EXERCISE DATA Start Marker
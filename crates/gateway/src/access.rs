//! Access control gate.
//!
//! Decides per request path whether the caller passes, must log in first, or
//! is denied, and where a fresh login lands.

use std::fmt;
use std::str::FromStr;

use common::AppError;
use domain::{Principal, Role};

pub const HOME_PATH: &str = "/index";
pub const LOGIN_PATH: &str = "/login";
pub const ADMIN_PATH: &str = "/admin";
pub const RESERVATIONS_PATH: &str = "/reservations";

/// Paths everyone may reach, matched as exact paths or path prefixes.
const PUBLIC_PATHS: &[&str] = &[
    "/index",
    "/login",
    "/logout",
    "/register",
    "/health",
    "/swagger-ui",
    "/api-docs",
];

/// Whether reservation and admin pages are role-gated.
#[derive(Debug, Clone, Copy, Default, PartialEq, Eq)]
pub enum AccessPolicy {
    /// `/reservations` needs `USER`, `/admin` needs `ADMIN`
    #[default]
    RoleGated,
    /// Both areas are reachable without a session
    Open,
}

impl FromStr for AccessPolicy {
    type Err = AppError;

    fn from_str(s: &str) -> Result<Self, Self::Err> {
        match s.trim().to_ascii_lowercase().as_str() {
            "role-gated" | "role_gated" | "gated" => Ok(AccessPolicy::RoleGated),
            "open" => Ok(AccessPolicy::Open),
            other => Err(AppError::config(format!(
                "Unknown access policy '{}', expected 'role-gated' or 'open'",
                other
            ))),
        }
    }
}

impl fmt::Display for AccessPolicy {
    fn fmt(&self, f: &mut fmt::Formatter<'_>) -> fmt::Result {
        match self {
            AccessPolicy::RoleGated => write!(f, "role-gated"),
            AccessPolicy::Open => write!(f, "open"),
        }
    }
}

/// Outcome of the gate for one request.
#[derive(Debug, Clone, Copy, PartialEq, Eq)]
pub enum Decision {
    Allow,
    RedirectToLogin,
    Deny,
}

#[derive(Debug, Clone, Copy, Default)]
pub struct AccessGate {
    policy: AccessPolicy,
}

/// `path` equals `prefix` or lies below it.
fn under(path: &str, prefix: &str) -> bool {
    path == prefix
        || path
            .strip_prefix(prefix)
            .is_some_and(|rest| rest.starts_with('/'))
}

impl AccessGate {
    pub fn new(policy: AccessPolicy) -> Self {
        Self { policy }
    }

    pub fn policy(&self) -> AccessPolicy {
        self.policy
    }

    /// Role a path demands, if any.
    pub fn required_role(path: &str) -> Option<Role> {
        if under(path, ADMIN_PATH) {
            Some(Role::Admin)
        } else if under(path, RESERVATIONS_PATH) {
            Some(Role::User)
        } else {
            None
        }
    }

    pub fn is_public(&self, path: &str) -> bool {
        if path == "/" || PUBLIC_PATHS.iter().any(|public| under(path, public)) {
            return true;
        }
        self.policy == AccessPolicy::Open && Self::required_role(path).is_some()
    }

    pub fn decide(&self, path: &str, principal: Option<&Principal>) -> Decision {
        if self.is_public(path) {
            return Decision::Allow;
        }

        let Some(principal) = principal else {
            return Decision::RedirectToLogin;
        };

        match Self::required_role(path) {
            Some(required) if !principal.can_access(required) => Decision::Deny,
            _ => Decision::Allow,
        }
    }

    /// Where a successful login lands: administrators on the dashboard,
    /// everyone else on their reservations.
    pub fn landing_for(principal: &Principal) -> &'static str {
        if principal.is_admin() {
            ADMIN_PATH
        } else {
            RESERVATIONS_PATH
        }
    }
}
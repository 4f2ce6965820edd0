//! Request extractors.

mod principal;
mod validated_form;

pub use principal::{AdminUser, CurrentUser};
pub use validated_form::ValidatedForm;
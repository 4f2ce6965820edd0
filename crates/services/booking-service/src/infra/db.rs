//! Database connection and initialization.

use std::collections::HashSet;
use std::time::Duration;

use async_trait::async_trait;
use sea_orm::{
    ConnectOptions, ConnectionTrait, Database as SeaDatabase, DatabaseConnection, DbErr,
    EntityTrait, Statement,
};
use sea_orm_migration::{seaql_migrations, MigratorTrait};

use common::{AppResult, DatabaseConfig};

use super::migrations::Migrator;

/// Readiness probe used by the health endpoint.
#[async_trait]
pub trait HealthCheck: Send + Sync {
    async fn ping(&self) -> AppResult<()>;
}

/// Database wrapper for connection management
#[derive(Clone)]
pub struct Database {
    connection: DatabaseConnection,
}

impl Database {
    /// Initialize database connection and run migrations.
    pub async fn connect(config: &DatabaseConfig) -> Result<Self, DbErr> {
        let db = Self::connect_without_migrations(config).await?;

        Migrator::up(&db.connection, None).await?;
        tracing::info!("Database connected and migrations applied");

        Ok(db)
    }

    /// Connect without running migrations (for CLI commands).
    pub async fn connect_without_migrations(config: &DatabaseConfig) -> Result<Self, DbErr> {
        let mut options = ConnectOptions::new(config.url.clone());
        options
            .max_connections(config.max_connections)
            .min_connections(config.min_connections)
            .connect_timeout(Duration::from_secs(10))
            .sqlx_logging(false);

        let connection = SeaDatabase::connect(options).await?;
        Ok(Self { connection })
    }

    /// Pool handle for the stores. Clones share the pool.
    pub fn get_connection(&self) -> DatabaseConnection {
        self.connection.clone()
    }

    /// Run pending migrations.
    pub async fn run_migrations(&self) -> Result<(), DbErr> {
        Migrator::up(&self.connection, None).await
    }

    /// Rollback the last migration.
    pub async fn rollback_migration(&self) -> Result<(), DbErr> {
        Migrator::down(&self.connection, Some(1)).await
    }

    /// Every known migration paired with whether it has been applied.
    pub async fn migration_status(&self) -> Result<Vec<(String, bool)>, DbErr> {
        let applied: HashSet<String> = seaql_migrations::Entity::find()
            .all(&self.connection)
            .await?
            .into_iter()
            .map(|row| row.version)
            .collect();

        Ok(Migrator::migrations()
            .iter()
            .map(|migration| {
                let version = migration.name().to_string();
                let done = applied.contains(&version);
                (version, done)
            })
            .collect())
    }

    /// Drop everything and run all migrations fresh.
    pub async fn fresh_migrations(&self) -> Result<(), DbErr> {
        Migrator::fresh(&self.connection).await
    }
}

#[async_trait]
impl HealthCheck for Database {
    async fn ping(&self) -> AppResult<()> {
        self.connection
            .execute(Statement::from_string(
                self.connection.get_database_backend(),
                "SELECT 1".to_string(),
            ))
            .await?;
        Ok(())
    }
}
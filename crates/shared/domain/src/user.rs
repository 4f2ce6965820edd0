//! User domain entity and related types.

use std::collections::BTreeSet;

use chrono::{DateTime, Utc};
use serde::{Deserialize, Serialize};
use uuid::Uuid;

use crate::role::Role;

/// User domain entity
#[derive(Debug, Clone, Serialize, Deserialize)]
pub struct User {
    pub id: Uuid,
    /// Full name stored as "first last"
    pub name: String,
    pub email: String,
    #[serde(skip_serializing)]
    pub password_hash: String,
    pub roles: BTreeSet<Role>,
    pub created_at: DateTime<Utc>,
    pub updated_at: DateTime<Utc>,
}

impl User {
    pub fn is_admin(&self) -> bool {
        self.roles.contains(&Role::Admin)
    }

    pub fn has_role(&self, role: Role) -> bool {
        self.roles.contains(&role)
    }

    /// First/last name split on the first space.
    pub fn name_parts(&self) -> (String, String) {
        split_full_name(&self.name)
    }
}

/// Data needed to persist a new user.
#[derive(Debug, Clone, PartialEq, Eq)]
pub struct NewUser {
    pub name: String,
    pub email: String,
    pub password_hash: String,
    /// Role record ids to link the user to
    pub role_ids: Vec<Uuid>,
}

/// Registration input as submitted by the visitor.
#[derive(Debug, Clone, Deserialize)]
pub struct Registration {
    pub first_name: String,
    pub last_name: String,
    pub email: String,
    pub password: String,
}

impl Registration {
    /// Stored full name: first and last joined by one space.
    pub fn full_name(&self) -> String {
        join_full_name(&self.first_name, &self.last_name)
    }
}

/// Persisted role record.
#[derive(Debug, Clone, Copy, PartialEq, Eq)]
pub struct RoleRecord {
    pub id: Uuid,
    pub role: Role,
}

/// User projected to the shape shown in listings.
#[derive(Debug, Clone, PartialEq, Eq, Serialize, Deserialize)]
#[cfg_attr(feature = "openapi", derive(utoipa::ToSchema))]
pub struct UserProfile {
    pub id: Uuid,
    pub first_name: String,
    pub last_name: String,
    pub email: String,
    pub roles: Vec<Role>,
}

impl From<User> for UserProfile {
    fn from(user: User) -> Self {
        let (first_name, last_name) = user.name_parts();
        Self {
            id: user.id,
            first_name,
            last_name,
            email: user.email,
            roles: user.roles.into_iter().collect(),
        }
    }
}

/// Lower-case and trim an email so lookups are case-insensitive.
pub fn normalize_email(email: &str) -> String {
    email.trim().to_lowercase()
}

pub fn join_full_name(first_name: &str, last_name: &str) -> String {
    format!("{} {}", first_name.trim(), last_name.trim())
        .trim()
        .to_string()
}

/// Split a stored full name on the first space.
///
/// Lossy for multi-part first names: "Anna Marie Nová" yields
/// ("Anna", "Marie Nová").
pub fn split_full_name(name: &str) -> (String, String) {
    match name.split_once(' ') {
        Some((first, last)) => (first.to_string(), last.to_string()),
        None => (name.to_string(), String::new()),
    }
}
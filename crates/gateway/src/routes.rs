//! Route configuration.

use axum::{middleware, Router};
use utoipa::OpenApi;
use utoipa_swagger_ui::SwaggerUi;

use crate::handlers::{admin_routes, auth_routes, health_routes, reservation_routes};
use crate::middleware::{access_gate_middleware, session_middleware};
use crate::openapi::ApiDoc;
use crate::state::AppState;

/// Create the main router with all routes.
///
/// The session layer runs first so the gate sees the caller.
pub fn create_router(state: AppState) -> Router {
    Router::new()
        .merge(health_routes())
        .merge(auth_routes())
        .merge(reservation_routes())
        .merge(admin_routes())
        .merge(SwaggerUi::new("/swagger-ui").url("/api-docs/openapi.json", ApiDoc::openapi()))
        .layer(middleware::from_fn_with_state(
            state.clone(),
            access_gate_middleware,
        ))
        .layer(middleware::from_fn_with_state(
            state.clone(),
            session_middleware,
        ))
        .with_state(state)
}
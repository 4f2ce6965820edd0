//! Reservation manager.

use async_trait::async_trait;
use chrono::NaiveDate;
use std::sync::Arc;
use uuid::Uuid;

use common::{AppError, AppResult};
use domain::{BlockingPolicy, Principal, Reservation, ReservationDraft};

use crate::repository::{ReservationRepository, UserRepository};

/// Reservation service trait for dependency injection.
///
/// Write operations take the acting [`Principal`], whose account must still
/// exist. Non-admin principals may only modify reservations they own.
#[async_trait]
pub trait ReservationService: Send + Sync {
    /// Book a slot for `principal`
    async fn create(&self, principal: &Principal, draft: ReservationDraft)
        -> AppResult<Reservation>;

    /// Replace title, date, times and note; ownership is kept
    async fn update(
        &self,
        principal: &Principal,
        id: Uuid,
        draft: ReservationDraft,
    ) -> AppResult<Reservation>;

    /// Delete by ID, `NotFound` if absent
    async fn delete_by_id(&self, principal: &Principal, id: Uuid) -> AppResult<()>;

    async fn list_for_user(&self, user_id: Uuid) -> AppResult<Vec<Reservation>>;

    async fn list_all(&self) -> AppResult<Vec<Reservation>>;

    async fn list_all_sorted_by_title(&self) -> AppResult<Vec<Reservation>>;

    async fn list_by_date(&self, date: NaiveDate) -> AppResult<Vec<Reservation>>;

    async fn find_by_id(&self, id: Uuid) -> AppResult<Option<Reservation>>;
}

pub struct ReservationManager {
    users: Arc<dyn UserRepository>,
    reservations: Arc<dyn ReservationRepository>,
    policy: BlockingPolicy,
}

impl ReservationManager {
    pub fn new(
        users: Arc<dyn UserRepository>,
        reservations: Arc<dyn ReservationRepository>,
        policy: BlockingPolicy,
    ) -> Self {
        Self {
            users,
            reservations,
            policy,
        }
    }

    /// Sessions outlive account deletion; writes need a live account.
    async fn ensure_account(&self, principal: &Principal) -> AppResult<()> {
        if self.users.find_by_id(principal.user_id).await?.is_none() {
            tracing::warn!(user_id = %principal.user_id, "Write from a deleted account");
            return Err(AppError::NotFound);
        }
        Ok(())
    }

    /// Load a reservation the principal is allowed to modify.
    async fn owned(&self, principal: &Principal, id: Uuid) -> AppResult<Reservation> {
        self.ensure_account(principal).await?;
        let reservation = self
            .reservations
            .find_by_id(id)
            .await?
            .ok_or(AppError::NotFound)?;

        if !principal.owns_or_admin(reservation.user_id) {
            tracing::warn!(
                user_id = %principal.user_id,
                reservation_id = %id,
                "Rejected change to another user's reservation"
            );
            return Err(AppError::Forbidden);
        }
        Ok(reservation)
    }
}

#[async_trait]
impl ReservationService for ReservationManager {
    async fn create(
        &self,
        principal: &Principal,
        draft: ReservationDraft,
    ) -> AppResult<Reservation> {
        self.ensure_account(principal).await?;
        let reservation = self
            .reservations
            .create(principal.user_id, draft, self.policy)
            .await?;

        tracing::info!(
            reservation_id = %reservation.id,
            user_id = %principal.user_id,
            title = %reservation.title,
            "Created reservation"
        );
        Ok(reservation)
    }

    async fn update(
        &self,
        principal: &Principal,
        id: Uuid,
        draft: ReservationDraft,
    ) -> AppResult<Reservation> {
        self.owned(principal, id).await?;
        let reservation = self.reservations.update(id, draft, self.policy).await?;

        tracing::info!(reservation_id = %id, "Updated reservation");
        Ok(reservation)
    }

    async fn delete_by_id(&self, principal: &Principal, id: Uuid) -> AppResult<()> {
        self.owned(principal, id).await?;
        self.reservations.delete(id).await?;

        tracing::info!(reservation_id = %id, "Deleted reservation");
        Ok(())
    }

    async fn list_for_user(&self, user_id: Uuid) -> AppResult<Vec<Reservation>> {
        self.reservations.find_by_user(user_id).await
    }

    async fn list_all(&self) -> AppResult<Vec<Reservation>> {
        self.reservations.list().await
    }

    async fn list_all_sorted_by_title(&self) -> AppResult<Vec<Reservation>> {
        self.reservations.list_sorted_by_title().await
    }

    async fn list_by_date(&self, date: NaiveDate) -> AppResult<Vec<Reservation>> {
        self.reservations.find_by_date(date).await
    }

    async fn find_by_id(&self, id: Uuid) -> AppResult<Option<Reservation>> {
        self.reservations.find_by_id(id).await
    }
}

#[cfg(test)]
mod tests {
    use super::*;
    use crate::repository::{MockReservationRepository, MockUserRepository};
    use chrono::{NaiveTime, Utc};
    use domain::{Role, User, MSG_SLOT_TAKEN};
    use mockall::predicate::eq;

    fn date() -> NaiveDate {
        NaiveDate::from_ymd_opt(2024, 6, 1).unwrap()
    }

    fn hm(hour: u32, minute: u32) -> NaiveTime {
        NaiveTime::from_hms_opt(hour, minute, 0).unwrap()
    }

    fn principal(roles: &[Role]) -> Principal {
        Principal::new(
            Uuid::new_v4(),
            "jana@x.cz".to_string(),
            "Jana Nová".to_string(),
            roles.iter().copied().collect(),
        )
    }

    fn draft() -> ReservationDraft {
        ReservationDraft::new("Pool", date(), hm(9, 0), hm(10, 0), None).unwrap()
    }

    fn stored(id: Uuid, owner: Uuid, draft: &ReservationDraft) -> Reservation {
        Reservation {
            id,
            title: draft.title().to_string(),
            start_time: draft.start_time(),
            end_time: draft.end_time(),
            reservation_date: draft.reservation_date(),
            note: draft.note().map(str::to_string),
            user_id: owner,
            created_at: Utc::now(),
            updated_at: Utc::now(),
        }
    }

    fn account(id: Uuid) -> User {
        User {
            id,
            name: "Jana Nová".to_string(),
            email: "jana@x.cz".to_string(),
            password_hash: "hash".to_string(),
            roles: [Role::User].into_iter().collect(),
            created_at: Utc::now(),
            updated_at: Utc::now(),
        }
    }

    fn manager(repo: MockReservationRepository) -> ReservationManager {
        let mut users = MockUserRepository::new();
        users
            .expect_find_by_id()
            .returning(|id| Ok(Some(account(id))));
        ReservationManager::new(Arc::new(users), Arc::new(repo), BlockingPolicy::Start)
    }

    fn manager_without_accounts(repo: MockReservationRepository) -> ReservationManager {
        let mut users = MockUserRepository::new();
        users.expect_find_by_id().returning(|_| Ok(None));
        ReservationManager::new(Arc::new(users), Arc::new(repo), BlockingPolicy::Start)
    }

    #[tokio::test]
    async fn test_create_attaches_principal_and_policy() {
        let jana = principal(&[Role::User]);
        let owner = jana.user_id;

        let mut repo = MockReservationRepository::new();
        repo.expect_create()
            .with(eq(owner), eq(draft()), eq(BlockingPolicy::Start))
            .times(1)
            .returning(|user_id, draft, _| Ok(stored(Uuid::new_v4(), user_id, &draft)));

        let created = manager(repo).create(&jana, draft()).await.unwrap();

        assert_eq!(created.user_id, owner);
        assert_eq!(created.reservation_date, date());
        assert_eq!(created.start_label(), "09:00");
    }

    #[tokio::test]
    async fn test_create_surfaces_slot_conflict() {
        let mut repo = MockReservationRepository::new();
        repo.expect_create()
            .returning(|_, _, _| Err(AppError::validation(MSG_SLOT_TAKEN)));

        let result = manager(repo).create(&principal(&[Role::User]), draft()).await;

        assert!(matches!(result, Err(AppError::Validation(msg)) if msg == MSG_SLOT_TAKEN));
    }

    #[tokio::test]
    async fn test_deleted_account_cannot_write() {
        let mut repo = MockReservationRepository::new();
        repo.expect_create().never();
        repo.expect_update().never();
        repo.expect_delete().never();
        let stale = principal(&[Role::User]);
        let manager = manager_without_accounts(repo);

        let created = manager.create(&stale, draft()).await;
        let updated = manager.update(&stale, Uuid::new_v4(), draft()).await;
        let deleted = manager.delete_by_id(&stale, Uuid::new_v4()).await;

        assert!(matches!(created, Err(AppError::NotFound)));
        assert!(matches!(updated, Err(AppError::NotFound)));
        assert!(matches!(deleted, Err(AppError::NotFound)));
    }

    #[tokio::test]
    async fn test_update_missing_is_not_found() {
        let mut repo = MockReservationRepository::new();
        repo.expect_find_by_id().returning(|_| Ok(None));
        repo.expect_update().never();

        let result = manager(repo)
            .update(&principal(&[Role::User]), Uuid::new_v4(), draft())
            .await;

        assert!(matches!(result, Err(AppError::NotFound)));
    }

    #[tokio::test]
    async fn test_update_foreign_reservation_is_forbidden() {
        let mut repo = MockReservationRepository::new();
        repo.expect_find_by_id()
            .returning(|id| Ok(Some(stored(id, Uuid::new_v4(), &draft()))));
        repo.expect_update().never();

        let result = manager(repo)
            .update(&principal(&[Role::User]), Uuid::new_v4(), draft())
            .await;

        assert!(matches!(result, Err(AppError::Forbidden)));
    }

    #[tokio::test]
    async fn test_admin_updates_any_reservation_keeping_owner() {
        let owner = Uuid::new_v4();
        let id = Uuid::new_v4();
        let moved =
            ReservationDraft::new("Sauna", date(), hm(14, 0), hm(15, 30), Some("late".into()))
                .unwrap();

        let mut repo = MockReservationRepository::new();
        repo.expect_find_by_id()
            .returning(move |id| Ok(Some(stored(id, owner, &draft()))));
        repo.expect_update()
            .with(eq(id), eq(moved.clone()), eq(BlockingPolicy::Start))
            .times(1)
            .returning(move |id, draft, _| Ok(stored(id, owner, &draft)));

        let updated = manager(repo)
            .update(&principal(&[Role::Admin]), id, moved)
            .await
            .unwrap();

        assert_eq!(updated.user_id, owner);
        assert_eq!(updated.title, "Sauna");
        assert_eq!(updated.end_label(), "15:30");
    }

    #[tokio::test]
    async fn test_delete_nonexistent_fails_with_not_found() {
        let mut repo = MockReservationRepository::new();
        repo.expect_find_by_id().returning(|_| Ok(None));
        repo.expect_delete().never();

        let result = manager(repo)
            .delete_by_id(&principal(&[Role::Admin]), Uuid::new_v4())
            .await;

        assert!(matches!(result, Err(AppError::NotFound)));
    }

    #[tokio::test]
    async fn test_owner_deletes_own_reservation() {
        let jana = principal(&[Role::User]);
        let owner = jana.user_id;
        let id = Uuid::new_v4();

        let mut repo = MockReservationRepository::new();
        repo.expect_find_by_id()
            .returning(move |id| Ok(Some(stored(id, owner, &draft()))));
        repo.expect_delete().with(eq(id)).times(1).returning(|_| Ok(()));

        manager(repo).delete_by_id(&jana, id).await.unwrap();
    }

    #[tokio::test]
    async fn test_find_by_id_absent_is_none() {
        let mut repo = MockReservationRepository::new();
        repo.expect_find_by_id().returning(|_| Ok(None));

        let found = manager(repo).find_by_id(Uuid::new_v4()).await.unwrap();
        assert!(found.is_none());
    }
}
EXERCISE DATA End Marker
Pick each line holding "HashSet" out of the entries above and return it.

RESULT FOR THIS TASK:
use std::collections::HashSet;
        let applied: HashSet<String> = seaql_migrations::Entity::find()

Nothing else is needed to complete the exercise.